A Typical SRE Life Cycle will be as following: -

• Planning & Requirement Finalization:- SLO, SLI Definition, Architect inputs/review for” Scalability, Performance, Reliability” & Capacity and scalability planning

• Design, Development & Testing:- Design Monitoring aspects, Release Process, Configuration & Performance engineering, Network/Service Deployment Topology design

• Product Launch & Operations:- Test, Launch and Deployment, Monitoring of SLO & Metrics, Error budget tracking. Revisit SLO if needed, Emergency Response, Alerts, Logging, triage, incident resolution/ fixes

• Continuous Improvement & Automation:- Incidents are accepted in SRE. Incidents are analyzed for root cause & software is enhanced so that system becomes further resilient to the failures.

Testing is a very important aspect of SRE. Complex systems are built today using several modules integrated together. While lot of integration testing do happen, there are unknown areas in the system that starts shining in production in the unwanted situations. SRE uses various proactive testing methods like Chaos Engineering to get exposure to these parts of the system before a real incident happens. SRE also uses several other Testing’s like Canary Testing, AB Testing etc in order to test new releases w/o affecting overall system performance.

A frequently asked question is what the difference between DevOps & SRE is. DevOps, as considered in the organizations focuses more on the automation part, SREs focus is more on the aspects like system availability, observability, and scale considerations.

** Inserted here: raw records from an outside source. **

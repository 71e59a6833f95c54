//! Transformation rules from declarations to proxy IR nodes.

use crate::error::Error;
use crate::model::{
    is_builtin, map_class_names, namespace_of, qualify_name, short_name_of, ConstantDeclaration,
    MethodDeclaration, PropertyDeclaration, TypeDeclaration, TypeKind, CONSTRUCTOR,
};
use crate::source::{find_method, DeclarationSource};

use super::ir::{Argument, Capture, MagicConstant, Member, MethodNode, Stmt};

/// Rejects declaration shapes no rule covers.
///
/// Abstract or static methods are not rejected here; the weaver leaves them
/// verbatim when they are advised.
pub(crate) fn check_supported(decl: &TypeDeclaration) -> Result<(), Error> {
    let unsupported = |construct: String| -> Result<(), Error> {
        Err(Error::unsupported(decl.name.clone(), construct))
    };

    match decl.kind {
        TypeKind::Interface => {
            if decl.parent.is_some() {
                return unsupported("an interface with a parent class".to_string());
            }
            if !decl.traits.is_empty() {
                return unsupported("trait use inside an interface".to_string());
            }
            if !decl.properties.is_empty() {
                return unsupported("properties on an interface".to_string());
            }
            if let Some(m) = decl.methods.iter().find(|m| m.body_present()) {
                return unsupported(format!("interface method '{}' with a body", m.name));
            }
        }
        TypeKind::Trait => {
            if decl.parent.is_some() || !decl.interfaces.is_empty() {
                return unsupported("a trait extending or implementing types".to_string());
            }
        }
        TypeKind::Class => {
            if !decl.is_abstract {
                if let Some(m) = decl.methods.iter().find(|m| m.is_abstract) {
                    return unsupported(format!(
                        "abstract method '{}' in a concrete class",
                        m.name
                    ));
                }
            }
        }
    }

    for m in &decl.methods {
        if m.is_abstract && m.body_present() {
            return unsupported(format!("abstract method '{}' with a body", m.name));
        }
        if m.is_constructor() && m.is_static {
            return unsupported("a static constructor".to_string());
        }
    }
    Ok(())
}

/// Prints a referenced type name relative to the woven type's namespace.
pub(crate) fn display_name(name: &str, namespace: &str) -> String {
    if namespace_of(name) == namespace {
        short_name_of(name).to_string()
    } else {
        format!("\\{}", name)
    }
}

pub(crate) fn verbatim_method(method: &MethodDeclaration) -> MethodNode {
    MethodNode {
        visibility: method.visibility,
        is_static: method.is_static,
        is_abstract: method.is_abstract,
        is_final: method.is_final,
        name: method.name.clone(),
        parameters: method.parameters.clone(),
        return_type: method.return_type.clone(),
        body: method
            .body
            .as_ref()
            .map(|stmts| stmts.iter().cloned().map(Stmt::Verbatim).collect()),
    }
}

/// Whether an advised method has a body the dispatcher can wrap.
pub(crate) fn is_rewritable(method: &MethodDeclaration) -> bool {
    method.is_concrete() && !method.is_static && !method.is_constructor()
}

/// Replaces the body of `method` with a dispatcher call deferring to the original body.
pub(crate) fn proxied_method(method: &MethodDeclaration, kind: TypeKind) -> MethodNode {
    let mut node = verbatim_method(method);
    let original = node.body.take().unwrap_or_default();

    let mut captures = vec![
        Capture {
            name: "__function__".to_string(),
            by_ref: false,
        },
        Capture {
            name: "__method__".to_string(),
            by_ref: false,
        },
    ];
    captures.extend(method.parameters.iter().map(|p| Capture {
        name: p.name.clone(),
        by_ref: p.by_ref,
    }));

    let scope = match kind {
        TypeKind::Trait => MagicConstant::Trait,
        _ => MagicConstant::Class,
    };
    let returns = !method
        .return_type
        .as_deref()
        .is_some_and(|t| t.eq_ignore_ascii_case("void") || t.eq_ignore_ascii_case("never"));

    node.body = Some(vec![
        Stmt::Capture {
            variable: "__function__".to_string(),
            value: MagicConstant::Function,
        },
        Stmt::Capture {
            variable: "__method__".to_string(),
            value: MagicConstant::Method,
        },
        Stmt::ProxyCall {
            scope,
            returns,
            captures,
            body: original,
        },
    ]);
    node
}

/// The constructor a class without one of its own inherits.
#[derive(Debug, Clone, PartialEq, Eq)]
pub(crate) enum Inherited {
    /// The class has no parent
    NoParent,
    /// The parent declares a constructor itself
    Direct(MethodDeclaration),
    /// The parent does not declare one; the nearest ancestor's, if resolvable
    Indirect(Option<MethodDeclaration>),
}

pub(crate) fn inherited_constructor(
    source: &dyn DeclarationSource,
    decl: &TypeDeclaration,
) -> Inherited {
    let Some(parent_name) = decl.parent.as_deref() else {
        return Inherited::NoParent;
    };
    let parent = match source.get_type(parent_name) {
        Ok(parent) => parent,
        Err(_) => {
            tracing::debug!(
                type_name = %decl.name,
                parent = %parent_name,
                "parent declaration unavailable, guarding constructor forwarding"
            );
            return Inherited::Indirect(None);
        }
    };
    let namespace = decl.namespace();
    if let Some(ctor) = parent.constructor() {
        return Inherited::Direct(rebased(ctor.clone(), &parent.name, namespace));
    }
    Inherited::Indirect(
        find_method(source, parent_name, CONSTRUCTOR)
            .ok()
            .flatten()
            .map(|found| rebased(found.method, &found.owner, namespace)),
    )
}

/// Rewrites the signature of a constructor declared by `owner` so it keeps
/// its meaning when printed inside `namespace`.
fn rebased(mut ctor: MethodDeclaration, owner: &str, namespace: &str) -> MethodDeclaration {
    let owner_namespace = namespace_of(owner);
    if owner_namespace == namespace {
        return ctor;
    }
    let printed = |name: &str| display_name(&qualify_name(name, owner_namespace), namespace);
    for p in &mut ctor.parameters {
        p.type_hint = p.type_hint.as_deref().map(|t| map_class_names(t, printed));
        p.default = p
            .default
            .as_deref()
            .map(|d| rebased_default(d, owner, namespace, printed));
    }
    ctor
}

/// Requalifies the class a default value starts with, in `Class::CONST` or
/// `new Class(...)` form. Any other default is kept as written.
fn rebased_default(
    default: &str,
    owner: &str,
    namespace: &str,
    printed: impl Fn(&str) -> String,
) -> String {
    let (prefix, expr) = match default.strip_prefix("new ") {
        Some(rest) => ("new ", rest.trim_start()),
        None => ("", default),
    };
    let end = expr
        .find(|c: char| !(c.is_alphanumeric() || c == '_' || c == '\\'))
        .unwrap_or(expr.len());
    let (class, rest) = expr.split_at(end);
    let names_class = !prefix.is_empty() || rest.starts_with("::");
    if class.is_empty() || !names_class || class.starts_with(|c: char| c.is_ascii_digit()) {
        return default.to_string();
    }

    let class = if class.eq_ignore_ascii_case("self") {
        display_name(owner, namespace)
    } else if is_builtin(class) {
        class.to_string()
    } else {
        printed(class)
    };
    format!("{}{}{}", prefix, class, rest)
}

/// Builds the constructor of a class that declares none.
pub(crate) fn synthesized_constructor(inherited: &Inherited) -> MethodNode {
    let (parameters, mut body) = match inherited {
        Inherited::NoParent => (Vec::new(), Vec::new()),
        Inherited::Direct(ctor) => (
            ctor.parameters.clone(),
            vec![Stmt::ForwardToParent {
                arguments: ctor
                    .parameters
                    .iter()
                    .map(|p| Argument {
                        name: p.name.clone(),
                        spread: p.variadic,
                    })
                    .collect(),
            }],
        ),
        Inherited::Indirect(ctor) => (
            ctor.as_ref()
                .map(|c| c.parameters.clone())
                .unwrap_or_default(),
            vec![Stmt::GuardedForwardToParent],
        ),
    };
    body.push(Stmt::HandleProperties);

    MethodNode {
        visibility: None,
        is_static: false,
        is_abstract: false,
        is_final: false,
        name: CONSTRUCTOR.to_string(),
        parameters,
        return_type: None,
        body: Some(body),
    }
}

/// Prepends the property hook to an explicit constructor, leaving the rest untouched.
pub(crate) fn hooked_constructor(ctor: &MethodDeclaration) -> MethodNode {
    let mut node = verbatim_method(ctor);
    if let Some(body) = node.body.as_mut() {
        body.insert(0, Stmt::HandleProperties);
    }
    node
}

pub(crate) fn constant_member(decl: &ConstantDeclaration) -> Member {
    Member::Constant {
        visibility: decl.visibility,
        name: decl.name.clone(),
        value: decl.value.clone(),
    }
}

pub(crate) fn property_member(decl: &PropertyDeclaration) -> Member {
    Member::Property {
        visibility: decl.visibility,
        is_static: decl.is_static,
        type_hint: decl.type_hint.clone(),
        name: decl.name.clone(),
        default: decl.default.clone(),
    }
}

In summary while it is easy understand & manage a small piece of the System, it is a different complexity altogether when we look at entire system level for today’s Enterprises which are distributed across the globe, Cloud native & microservices enabled & needs frequent new release launches/updates. Traditional IT Operations will not be able to cope with the complexity & scale. This needs deep software engineering skills, product knowledge, automation experience & software problem solving skills. Systems needs to automatically heal & scale. Enterprises needs to have a strong SRE team to manage these complexities & keep the lights on within the budget.